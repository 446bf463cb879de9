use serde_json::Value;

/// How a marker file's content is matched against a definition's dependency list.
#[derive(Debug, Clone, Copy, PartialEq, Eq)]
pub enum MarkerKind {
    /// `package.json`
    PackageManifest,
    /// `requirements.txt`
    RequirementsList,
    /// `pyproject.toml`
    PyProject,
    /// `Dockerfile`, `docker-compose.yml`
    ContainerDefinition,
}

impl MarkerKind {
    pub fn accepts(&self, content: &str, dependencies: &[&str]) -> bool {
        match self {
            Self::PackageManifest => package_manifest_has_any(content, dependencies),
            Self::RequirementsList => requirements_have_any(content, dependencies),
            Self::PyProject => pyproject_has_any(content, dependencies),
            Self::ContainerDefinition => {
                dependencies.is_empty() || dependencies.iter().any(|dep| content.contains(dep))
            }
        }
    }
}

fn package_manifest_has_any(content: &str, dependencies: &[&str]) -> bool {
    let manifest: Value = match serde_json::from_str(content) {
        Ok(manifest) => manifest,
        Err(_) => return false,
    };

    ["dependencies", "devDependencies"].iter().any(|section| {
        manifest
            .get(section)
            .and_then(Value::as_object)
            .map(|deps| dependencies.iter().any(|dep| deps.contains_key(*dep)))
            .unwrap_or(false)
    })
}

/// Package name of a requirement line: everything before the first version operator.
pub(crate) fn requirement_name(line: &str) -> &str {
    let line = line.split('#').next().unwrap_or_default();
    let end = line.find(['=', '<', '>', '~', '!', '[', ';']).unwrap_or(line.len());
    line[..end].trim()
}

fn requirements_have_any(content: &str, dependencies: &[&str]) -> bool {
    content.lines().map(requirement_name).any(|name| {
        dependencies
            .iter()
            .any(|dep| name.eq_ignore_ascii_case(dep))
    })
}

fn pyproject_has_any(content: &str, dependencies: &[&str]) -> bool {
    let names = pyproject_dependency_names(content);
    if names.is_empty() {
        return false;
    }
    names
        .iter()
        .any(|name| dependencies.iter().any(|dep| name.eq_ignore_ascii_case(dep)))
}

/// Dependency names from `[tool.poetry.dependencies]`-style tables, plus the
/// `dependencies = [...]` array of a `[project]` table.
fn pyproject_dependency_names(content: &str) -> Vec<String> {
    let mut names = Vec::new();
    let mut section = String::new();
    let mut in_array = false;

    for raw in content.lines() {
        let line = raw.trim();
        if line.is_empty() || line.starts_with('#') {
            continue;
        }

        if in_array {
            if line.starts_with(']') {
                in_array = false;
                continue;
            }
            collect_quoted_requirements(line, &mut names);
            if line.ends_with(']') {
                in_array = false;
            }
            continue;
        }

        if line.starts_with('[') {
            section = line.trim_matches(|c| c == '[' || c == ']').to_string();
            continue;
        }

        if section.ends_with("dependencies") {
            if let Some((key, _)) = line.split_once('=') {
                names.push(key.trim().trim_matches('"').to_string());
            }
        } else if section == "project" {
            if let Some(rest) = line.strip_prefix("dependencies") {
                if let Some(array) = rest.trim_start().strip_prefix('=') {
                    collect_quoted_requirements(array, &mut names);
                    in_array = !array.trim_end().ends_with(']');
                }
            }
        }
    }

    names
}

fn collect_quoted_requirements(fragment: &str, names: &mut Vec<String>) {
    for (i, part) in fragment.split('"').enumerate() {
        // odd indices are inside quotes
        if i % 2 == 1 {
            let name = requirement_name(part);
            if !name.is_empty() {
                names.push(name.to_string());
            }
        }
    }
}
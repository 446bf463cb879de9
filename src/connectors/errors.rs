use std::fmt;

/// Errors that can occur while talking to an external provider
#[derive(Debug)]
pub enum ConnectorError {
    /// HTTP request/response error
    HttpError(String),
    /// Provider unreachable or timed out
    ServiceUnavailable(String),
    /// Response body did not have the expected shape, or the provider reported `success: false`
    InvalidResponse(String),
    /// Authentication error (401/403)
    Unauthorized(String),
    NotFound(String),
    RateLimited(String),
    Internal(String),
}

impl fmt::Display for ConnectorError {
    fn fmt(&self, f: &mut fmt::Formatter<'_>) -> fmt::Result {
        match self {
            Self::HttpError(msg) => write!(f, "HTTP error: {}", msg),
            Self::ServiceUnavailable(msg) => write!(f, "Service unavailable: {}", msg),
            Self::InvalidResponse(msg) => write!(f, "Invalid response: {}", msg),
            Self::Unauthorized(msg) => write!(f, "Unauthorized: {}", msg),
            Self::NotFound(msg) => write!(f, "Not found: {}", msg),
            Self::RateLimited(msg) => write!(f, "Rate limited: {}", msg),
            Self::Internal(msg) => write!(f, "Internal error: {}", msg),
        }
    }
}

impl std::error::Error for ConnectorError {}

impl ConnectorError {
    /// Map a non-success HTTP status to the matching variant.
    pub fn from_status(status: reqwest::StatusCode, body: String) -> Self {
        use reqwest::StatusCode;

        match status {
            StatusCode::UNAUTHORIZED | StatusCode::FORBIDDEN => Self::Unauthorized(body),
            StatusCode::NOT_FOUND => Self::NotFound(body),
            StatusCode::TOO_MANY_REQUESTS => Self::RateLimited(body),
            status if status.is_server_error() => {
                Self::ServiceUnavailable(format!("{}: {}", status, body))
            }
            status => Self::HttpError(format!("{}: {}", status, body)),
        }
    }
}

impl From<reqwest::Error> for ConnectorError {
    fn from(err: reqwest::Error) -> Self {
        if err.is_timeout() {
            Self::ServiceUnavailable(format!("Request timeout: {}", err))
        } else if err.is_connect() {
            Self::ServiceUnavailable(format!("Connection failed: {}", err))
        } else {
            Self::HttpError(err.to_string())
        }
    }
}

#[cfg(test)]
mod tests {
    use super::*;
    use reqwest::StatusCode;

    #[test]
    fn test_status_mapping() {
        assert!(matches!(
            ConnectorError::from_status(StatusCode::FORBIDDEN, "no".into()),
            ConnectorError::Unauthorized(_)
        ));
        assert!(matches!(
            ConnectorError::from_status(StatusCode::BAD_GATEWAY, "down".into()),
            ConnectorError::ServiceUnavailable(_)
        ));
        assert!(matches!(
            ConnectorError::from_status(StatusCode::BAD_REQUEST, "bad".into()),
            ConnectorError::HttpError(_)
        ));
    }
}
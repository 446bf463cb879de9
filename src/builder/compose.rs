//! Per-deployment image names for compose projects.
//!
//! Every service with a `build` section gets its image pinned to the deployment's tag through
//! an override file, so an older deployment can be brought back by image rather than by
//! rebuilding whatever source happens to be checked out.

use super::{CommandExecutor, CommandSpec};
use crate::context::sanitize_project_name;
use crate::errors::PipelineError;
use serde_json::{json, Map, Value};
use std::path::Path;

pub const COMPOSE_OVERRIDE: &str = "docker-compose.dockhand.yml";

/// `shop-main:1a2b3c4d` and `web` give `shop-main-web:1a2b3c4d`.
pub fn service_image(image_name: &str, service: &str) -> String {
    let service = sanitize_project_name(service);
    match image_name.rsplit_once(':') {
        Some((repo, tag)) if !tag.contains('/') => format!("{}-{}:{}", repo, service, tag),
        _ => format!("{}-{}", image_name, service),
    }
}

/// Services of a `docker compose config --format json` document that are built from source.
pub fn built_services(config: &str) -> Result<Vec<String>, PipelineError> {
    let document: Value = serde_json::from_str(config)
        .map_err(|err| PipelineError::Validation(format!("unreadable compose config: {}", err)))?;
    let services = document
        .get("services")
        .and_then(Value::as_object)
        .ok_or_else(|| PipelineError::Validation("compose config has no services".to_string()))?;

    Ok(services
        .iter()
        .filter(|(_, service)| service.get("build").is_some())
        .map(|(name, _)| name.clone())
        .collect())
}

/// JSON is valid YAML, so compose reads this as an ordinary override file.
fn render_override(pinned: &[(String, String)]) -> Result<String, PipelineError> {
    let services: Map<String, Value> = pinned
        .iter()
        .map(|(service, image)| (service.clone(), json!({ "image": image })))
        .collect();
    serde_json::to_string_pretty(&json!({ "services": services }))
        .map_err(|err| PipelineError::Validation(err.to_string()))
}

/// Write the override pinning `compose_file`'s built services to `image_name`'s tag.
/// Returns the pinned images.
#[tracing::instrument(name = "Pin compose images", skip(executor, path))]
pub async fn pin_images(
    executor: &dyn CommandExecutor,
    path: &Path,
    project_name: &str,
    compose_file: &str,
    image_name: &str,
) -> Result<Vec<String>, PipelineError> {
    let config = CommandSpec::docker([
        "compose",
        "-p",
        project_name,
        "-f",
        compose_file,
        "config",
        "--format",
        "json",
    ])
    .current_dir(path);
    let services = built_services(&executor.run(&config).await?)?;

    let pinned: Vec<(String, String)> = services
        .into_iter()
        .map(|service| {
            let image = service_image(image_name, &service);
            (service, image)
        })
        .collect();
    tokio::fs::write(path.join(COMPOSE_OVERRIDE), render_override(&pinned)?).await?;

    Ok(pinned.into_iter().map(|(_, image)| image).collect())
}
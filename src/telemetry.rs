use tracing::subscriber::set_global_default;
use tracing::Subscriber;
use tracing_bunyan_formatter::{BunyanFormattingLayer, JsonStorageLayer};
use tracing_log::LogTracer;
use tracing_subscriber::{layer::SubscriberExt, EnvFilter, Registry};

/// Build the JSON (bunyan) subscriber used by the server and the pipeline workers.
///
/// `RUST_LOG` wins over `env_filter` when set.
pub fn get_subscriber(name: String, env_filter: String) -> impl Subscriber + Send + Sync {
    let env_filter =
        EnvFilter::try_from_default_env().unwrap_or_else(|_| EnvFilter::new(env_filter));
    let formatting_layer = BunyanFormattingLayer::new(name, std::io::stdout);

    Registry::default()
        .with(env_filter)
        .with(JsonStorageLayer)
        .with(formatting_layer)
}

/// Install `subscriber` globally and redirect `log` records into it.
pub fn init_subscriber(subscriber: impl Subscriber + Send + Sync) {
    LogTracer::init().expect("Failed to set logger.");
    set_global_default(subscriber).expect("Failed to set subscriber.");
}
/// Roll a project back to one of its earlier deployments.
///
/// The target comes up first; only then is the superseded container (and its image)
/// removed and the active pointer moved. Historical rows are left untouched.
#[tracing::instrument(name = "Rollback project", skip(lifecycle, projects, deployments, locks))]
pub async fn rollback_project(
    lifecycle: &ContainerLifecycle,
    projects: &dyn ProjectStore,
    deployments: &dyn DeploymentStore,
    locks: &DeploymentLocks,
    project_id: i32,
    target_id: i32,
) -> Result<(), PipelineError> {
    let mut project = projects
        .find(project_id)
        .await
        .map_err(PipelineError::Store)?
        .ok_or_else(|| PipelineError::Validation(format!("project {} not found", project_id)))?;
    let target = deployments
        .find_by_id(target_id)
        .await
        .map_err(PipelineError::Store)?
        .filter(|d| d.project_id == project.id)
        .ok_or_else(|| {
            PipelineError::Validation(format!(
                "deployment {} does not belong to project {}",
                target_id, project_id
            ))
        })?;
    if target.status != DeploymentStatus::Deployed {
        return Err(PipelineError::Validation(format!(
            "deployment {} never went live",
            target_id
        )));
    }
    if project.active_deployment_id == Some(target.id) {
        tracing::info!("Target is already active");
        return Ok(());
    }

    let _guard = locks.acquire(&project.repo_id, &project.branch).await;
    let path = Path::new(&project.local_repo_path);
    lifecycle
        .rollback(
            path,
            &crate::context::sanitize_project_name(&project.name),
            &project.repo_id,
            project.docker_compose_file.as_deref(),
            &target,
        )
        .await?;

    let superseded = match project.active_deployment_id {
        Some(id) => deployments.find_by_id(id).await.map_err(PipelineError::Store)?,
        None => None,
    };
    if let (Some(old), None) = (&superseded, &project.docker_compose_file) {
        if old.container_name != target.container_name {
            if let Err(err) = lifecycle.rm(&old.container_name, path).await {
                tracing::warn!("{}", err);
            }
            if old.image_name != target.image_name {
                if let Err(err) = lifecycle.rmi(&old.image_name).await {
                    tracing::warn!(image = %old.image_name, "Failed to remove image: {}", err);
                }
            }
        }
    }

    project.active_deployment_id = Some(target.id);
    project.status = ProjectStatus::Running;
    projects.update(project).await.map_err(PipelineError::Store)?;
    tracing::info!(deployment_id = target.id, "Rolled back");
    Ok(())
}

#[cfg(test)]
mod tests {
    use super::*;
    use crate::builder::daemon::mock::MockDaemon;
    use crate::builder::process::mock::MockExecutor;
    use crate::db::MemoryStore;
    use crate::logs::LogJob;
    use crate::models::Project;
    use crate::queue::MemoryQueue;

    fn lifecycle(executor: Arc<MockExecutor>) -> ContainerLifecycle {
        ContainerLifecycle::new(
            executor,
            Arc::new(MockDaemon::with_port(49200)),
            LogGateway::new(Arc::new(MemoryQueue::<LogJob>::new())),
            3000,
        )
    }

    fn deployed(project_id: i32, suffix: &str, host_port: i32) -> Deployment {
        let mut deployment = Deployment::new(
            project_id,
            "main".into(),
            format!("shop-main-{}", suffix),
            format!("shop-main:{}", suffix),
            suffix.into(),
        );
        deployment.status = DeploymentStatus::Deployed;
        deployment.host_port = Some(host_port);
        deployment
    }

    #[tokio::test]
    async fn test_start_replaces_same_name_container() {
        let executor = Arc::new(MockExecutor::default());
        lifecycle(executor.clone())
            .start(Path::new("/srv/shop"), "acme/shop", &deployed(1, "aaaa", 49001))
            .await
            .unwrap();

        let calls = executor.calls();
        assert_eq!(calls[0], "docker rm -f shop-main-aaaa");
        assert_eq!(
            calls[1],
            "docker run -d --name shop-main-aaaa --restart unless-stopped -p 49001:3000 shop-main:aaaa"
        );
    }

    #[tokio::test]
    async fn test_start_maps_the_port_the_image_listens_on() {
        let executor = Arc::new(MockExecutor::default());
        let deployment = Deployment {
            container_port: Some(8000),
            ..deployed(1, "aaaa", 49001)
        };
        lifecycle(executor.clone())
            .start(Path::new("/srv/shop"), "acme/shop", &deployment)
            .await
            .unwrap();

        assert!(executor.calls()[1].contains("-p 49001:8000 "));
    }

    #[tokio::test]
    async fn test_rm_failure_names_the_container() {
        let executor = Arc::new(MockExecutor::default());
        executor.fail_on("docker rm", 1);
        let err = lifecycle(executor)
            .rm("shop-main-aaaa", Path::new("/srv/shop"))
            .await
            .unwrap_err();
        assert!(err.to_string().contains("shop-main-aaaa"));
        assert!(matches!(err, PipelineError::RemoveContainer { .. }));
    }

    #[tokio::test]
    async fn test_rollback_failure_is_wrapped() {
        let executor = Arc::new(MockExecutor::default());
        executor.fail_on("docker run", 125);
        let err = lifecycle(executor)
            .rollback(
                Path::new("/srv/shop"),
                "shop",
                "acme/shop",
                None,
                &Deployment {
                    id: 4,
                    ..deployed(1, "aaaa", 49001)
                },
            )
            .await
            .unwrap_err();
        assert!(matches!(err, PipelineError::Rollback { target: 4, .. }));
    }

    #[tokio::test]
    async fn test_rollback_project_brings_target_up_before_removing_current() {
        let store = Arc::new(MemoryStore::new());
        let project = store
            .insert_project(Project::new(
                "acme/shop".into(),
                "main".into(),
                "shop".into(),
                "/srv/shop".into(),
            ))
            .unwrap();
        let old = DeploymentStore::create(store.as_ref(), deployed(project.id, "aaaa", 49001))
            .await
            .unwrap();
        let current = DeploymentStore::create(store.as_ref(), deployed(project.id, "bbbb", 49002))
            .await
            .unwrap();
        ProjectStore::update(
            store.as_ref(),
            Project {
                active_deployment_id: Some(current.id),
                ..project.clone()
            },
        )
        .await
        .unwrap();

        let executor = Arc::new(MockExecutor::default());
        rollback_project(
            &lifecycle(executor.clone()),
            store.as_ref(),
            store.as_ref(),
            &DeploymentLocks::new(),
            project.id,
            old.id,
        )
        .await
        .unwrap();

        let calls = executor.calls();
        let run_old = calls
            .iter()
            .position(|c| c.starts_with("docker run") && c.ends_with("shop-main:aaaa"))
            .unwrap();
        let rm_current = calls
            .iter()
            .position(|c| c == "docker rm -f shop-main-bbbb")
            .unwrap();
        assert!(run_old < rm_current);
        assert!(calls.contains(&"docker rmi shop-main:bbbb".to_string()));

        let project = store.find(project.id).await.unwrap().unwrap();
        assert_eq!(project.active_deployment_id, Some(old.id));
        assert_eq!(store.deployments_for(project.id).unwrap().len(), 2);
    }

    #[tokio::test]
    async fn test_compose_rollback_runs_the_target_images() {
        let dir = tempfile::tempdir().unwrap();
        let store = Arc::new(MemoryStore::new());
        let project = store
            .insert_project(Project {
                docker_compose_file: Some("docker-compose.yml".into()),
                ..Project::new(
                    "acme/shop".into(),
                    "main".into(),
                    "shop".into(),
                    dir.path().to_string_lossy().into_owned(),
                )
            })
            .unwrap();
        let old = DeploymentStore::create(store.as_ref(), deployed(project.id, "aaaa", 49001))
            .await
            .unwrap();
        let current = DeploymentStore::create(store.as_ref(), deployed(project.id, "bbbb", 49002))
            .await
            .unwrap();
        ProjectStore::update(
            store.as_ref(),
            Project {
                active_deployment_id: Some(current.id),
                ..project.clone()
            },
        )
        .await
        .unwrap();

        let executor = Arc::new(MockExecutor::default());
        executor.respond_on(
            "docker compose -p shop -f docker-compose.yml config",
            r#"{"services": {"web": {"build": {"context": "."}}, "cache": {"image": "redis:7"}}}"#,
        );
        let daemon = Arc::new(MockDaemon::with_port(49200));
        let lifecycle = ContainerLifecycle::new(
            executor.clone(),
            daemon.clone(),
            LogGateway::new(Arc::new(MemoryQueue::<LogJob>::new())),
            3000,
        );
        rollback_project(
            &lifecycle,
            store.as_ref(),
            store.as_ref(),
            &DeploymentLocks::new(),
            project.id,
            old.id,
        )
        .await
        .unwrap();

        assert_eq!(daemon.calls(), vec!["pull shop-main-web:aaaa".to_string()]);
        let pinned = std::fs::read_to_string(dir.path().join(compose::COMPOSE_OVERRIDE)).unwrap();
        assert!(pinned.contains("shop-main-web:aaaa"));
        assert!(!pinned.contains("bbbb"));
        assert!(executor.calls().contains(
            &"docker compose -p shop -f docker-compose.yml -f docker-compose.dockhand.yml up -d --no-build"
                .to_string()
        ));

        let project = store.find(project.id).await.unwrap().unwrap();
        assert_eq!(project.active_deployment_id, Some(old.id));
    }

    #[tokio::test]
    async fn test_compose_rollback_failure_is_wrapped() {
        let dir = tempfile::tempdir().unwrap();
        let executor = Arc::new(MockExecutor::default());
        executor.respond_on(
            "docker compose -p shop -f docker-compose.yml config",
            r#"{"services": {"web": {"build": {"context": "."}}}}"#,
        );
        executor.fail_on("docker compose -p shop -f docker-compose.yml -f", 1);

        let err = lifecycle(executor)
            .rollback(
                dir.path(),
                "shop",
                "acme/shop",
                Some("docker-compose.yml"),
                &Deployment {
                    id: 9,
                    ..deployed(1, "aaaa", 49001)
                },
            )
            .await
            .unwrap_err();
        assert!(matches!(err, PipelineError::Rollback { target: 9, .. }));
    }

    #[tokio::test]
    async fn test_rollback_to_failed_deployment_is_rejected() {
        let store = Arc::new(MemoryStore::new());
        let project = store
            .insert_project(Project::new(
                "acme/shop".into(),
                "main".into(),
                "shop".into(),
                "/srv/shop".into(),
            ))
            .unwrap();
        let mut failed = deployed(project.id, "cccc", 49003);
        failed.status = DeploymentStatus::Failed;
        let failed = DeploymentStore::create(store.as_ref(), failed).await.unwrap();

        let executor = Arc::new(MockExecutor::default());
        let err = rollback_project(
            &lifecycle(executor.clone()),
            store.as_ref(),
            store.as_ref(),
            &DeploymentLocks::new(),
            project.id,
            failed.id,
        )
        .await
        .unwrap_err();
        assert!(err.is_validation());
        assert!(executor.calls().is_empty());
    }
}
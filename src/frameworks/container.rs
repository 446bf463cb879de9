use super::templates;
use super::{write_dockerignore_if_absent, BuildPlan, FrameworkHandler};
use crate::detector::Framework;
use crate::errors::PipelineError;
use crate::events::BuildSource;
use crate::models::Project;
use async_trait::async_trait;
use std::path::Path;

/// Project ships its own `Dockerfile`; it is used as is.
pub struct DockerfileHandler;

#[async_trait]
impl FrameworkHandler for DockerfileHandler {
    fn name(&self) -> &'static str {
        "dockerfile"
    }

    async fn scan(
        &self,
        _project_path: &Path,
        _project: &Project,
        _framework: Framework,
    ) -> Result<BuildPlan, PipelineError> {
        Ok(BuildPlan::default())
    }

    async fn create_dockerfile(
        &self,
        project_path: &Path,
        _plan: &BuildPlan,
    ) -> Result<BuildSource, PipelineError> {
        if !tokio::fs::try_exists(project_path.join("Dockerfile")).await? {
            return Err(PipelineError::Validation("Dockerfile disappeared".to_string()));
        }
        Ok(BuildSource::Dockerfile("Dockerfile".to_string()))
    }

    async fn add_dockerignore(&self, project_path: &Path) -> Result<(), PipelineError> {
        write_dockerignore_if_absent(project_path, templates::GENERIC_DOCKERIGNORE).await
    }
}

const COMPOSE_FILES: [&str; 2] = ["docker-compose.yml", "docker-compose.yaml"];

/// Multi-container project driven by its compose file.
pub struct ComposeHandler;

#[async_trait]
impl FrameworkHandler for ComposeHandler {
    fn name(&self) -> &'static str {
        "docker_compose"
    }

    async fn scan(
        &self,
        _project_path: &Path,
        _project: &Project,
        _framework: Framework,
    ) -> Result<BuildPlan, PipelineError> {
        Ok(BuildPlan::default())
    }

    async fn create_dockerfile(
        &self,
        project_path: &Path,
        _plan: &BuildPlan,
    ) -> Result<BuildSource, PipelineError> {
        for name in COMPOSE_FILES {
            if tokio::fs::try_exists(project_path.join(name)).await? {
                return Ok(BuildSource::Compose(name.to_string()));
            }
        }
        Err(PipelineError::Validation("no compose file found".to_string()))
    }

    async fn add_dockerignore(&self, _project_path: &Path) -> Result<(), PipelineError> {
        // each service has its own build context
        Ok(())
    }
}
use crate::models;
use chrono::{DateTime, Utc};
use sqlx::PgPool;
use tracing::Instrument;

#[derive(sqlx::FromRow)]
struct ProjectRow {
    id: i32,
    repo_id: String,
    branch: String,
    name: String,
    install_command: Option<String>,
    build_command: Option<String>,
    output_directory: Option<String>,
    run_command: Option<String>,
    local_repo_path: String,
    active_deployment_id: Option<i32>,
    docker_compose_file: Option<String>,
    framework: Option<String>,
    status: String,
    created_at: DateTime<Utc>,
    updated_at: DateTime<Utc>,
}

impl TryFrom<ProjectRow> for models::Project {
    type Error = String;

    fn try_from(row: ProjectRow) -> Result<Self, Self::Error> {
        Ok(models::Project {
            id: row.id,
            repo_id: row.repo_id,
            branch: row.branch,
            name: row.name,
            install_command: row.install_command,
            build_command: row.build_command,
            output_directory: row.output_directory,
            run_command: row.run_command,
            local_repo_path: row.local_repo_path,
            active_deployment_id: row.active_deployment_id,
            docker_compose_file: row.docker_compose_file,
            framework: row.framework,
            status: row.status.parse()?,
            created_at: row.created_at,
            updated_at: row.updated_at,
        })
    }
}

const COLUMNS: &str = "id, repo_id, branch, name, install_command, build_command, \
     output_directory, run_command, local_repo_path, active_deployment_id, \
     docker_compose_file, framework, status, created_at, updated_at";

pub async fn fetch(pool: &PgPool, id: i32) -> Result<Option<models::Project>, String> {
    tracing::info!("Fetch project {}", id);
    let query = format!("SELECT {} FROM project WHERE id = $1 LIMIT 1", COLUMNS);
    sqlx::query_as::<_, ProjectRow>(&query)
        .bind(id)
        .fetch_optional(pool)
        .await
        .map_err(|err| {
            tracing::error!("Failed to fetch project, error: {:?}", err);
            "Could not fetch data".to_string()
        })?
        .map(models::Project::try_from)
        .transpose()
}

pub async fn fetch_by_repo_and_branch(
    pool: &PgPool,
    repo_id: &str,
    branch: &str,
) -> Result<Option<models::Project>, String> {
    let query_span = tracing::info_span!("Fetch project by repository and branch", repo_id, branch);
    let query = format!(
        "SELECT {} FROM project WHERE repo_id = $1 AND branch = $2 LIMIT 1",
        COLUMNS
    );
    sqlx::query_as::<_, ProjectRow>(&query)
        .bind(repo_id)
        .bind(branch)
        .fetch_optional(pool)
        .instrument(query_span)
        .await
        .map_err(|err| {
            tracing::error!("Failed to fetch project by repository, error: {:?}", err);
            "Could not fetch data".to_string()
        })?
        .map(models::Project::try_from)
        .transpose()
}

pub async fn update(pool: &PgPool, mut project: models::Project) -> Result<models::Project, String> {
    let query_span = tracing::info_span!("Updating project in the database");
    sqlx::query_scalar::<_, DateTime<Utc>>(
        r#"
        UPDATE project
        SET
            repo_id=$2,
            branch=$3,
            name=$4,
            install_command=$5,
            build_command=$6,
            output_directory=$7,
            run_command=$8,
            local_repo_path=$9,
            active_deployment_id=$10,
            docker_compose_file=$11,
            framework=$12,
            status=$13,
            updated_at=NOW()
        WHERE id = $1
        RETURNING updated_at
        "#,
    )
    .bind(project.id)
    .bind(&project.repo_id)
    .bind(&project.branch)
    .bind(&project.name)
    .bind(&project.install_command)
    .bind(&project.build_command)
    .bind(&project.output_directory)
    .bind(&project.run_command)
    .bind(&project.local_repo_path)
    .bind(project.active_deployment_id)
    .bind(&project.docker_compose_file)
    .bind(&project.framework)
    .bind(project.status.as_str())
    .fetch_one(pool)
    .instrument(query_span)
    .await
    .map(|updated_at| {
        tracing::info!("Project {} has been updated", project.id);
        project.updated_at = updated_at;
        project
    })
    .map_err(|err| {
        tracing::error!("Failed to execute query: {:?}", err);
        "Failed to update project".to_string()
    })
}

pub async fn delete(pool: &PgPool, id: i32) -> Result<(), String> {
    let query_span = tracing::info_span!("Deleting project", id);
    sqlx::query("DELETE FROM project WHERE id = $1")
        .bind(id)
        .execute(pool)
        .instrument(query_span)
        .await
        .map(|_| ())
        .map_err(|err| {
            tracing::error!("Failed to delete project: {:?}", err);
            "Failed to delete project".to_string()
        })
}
== == ==
Directions:
Only the lines from the start of the listing through the line with "pub(crate) fn requirement_name(line: &str)" should be repeated, each exactly as it stands.

Exercise response:
repository 446bf463cb879de9
use serde_json::Value;

/// How a marker file's content is matched against a definition's dependency list.
#[derive(Debug, Clone, Copy, PartialEq, Eq)]
pub enum MarkerKind {
    /// `package.json`
    PackageManifest,
    /// `requirements.txt`
    RequirementsList,
    /// `pyproject.toml`
    PyProject,
    /// `Dockerfile`, `docker-compose.yml`
    ContainerDefinition,
}

impl MarkerKind {
    pub fn accepts(&self, content: &str, dependencies: &[&str]) -> bool {
        match self {
            Self::PackageManifest => package_manifest_has_any(content, dependencies),
            Self::RequirementsList => requirements_have_any(content, dependencies),
            Self::PyProject => pyproject_has_any(content, dependencies),
            Self::ContainerDefinition => {
                dependencies.is_empty() || dependencies.iter().any(|dep| content.contains(dep))
            }
        }
    }
}

fn package_manifest_has_any(content: &str, dependencies: &[&str]) -> bool {
    let manifest: Value = match serde_json::from_str(content) {
        Ok(manifest) => manifest,
        Err(_) => return false,
    };

    ["dependencies", "devDependencies"].iter().any(|section| {
        manifest
            .get(section)
            .and_then(Value::as_object)
            .map(|deps| dependencies.iter().any(|dep| deps.contains_key(*dep)))
            .unwrap_or(false)
    })
}

/// Package name of a requirement line: everything before the first version operator.
pub(crate) fn requirement_name(line: &str) -> &str {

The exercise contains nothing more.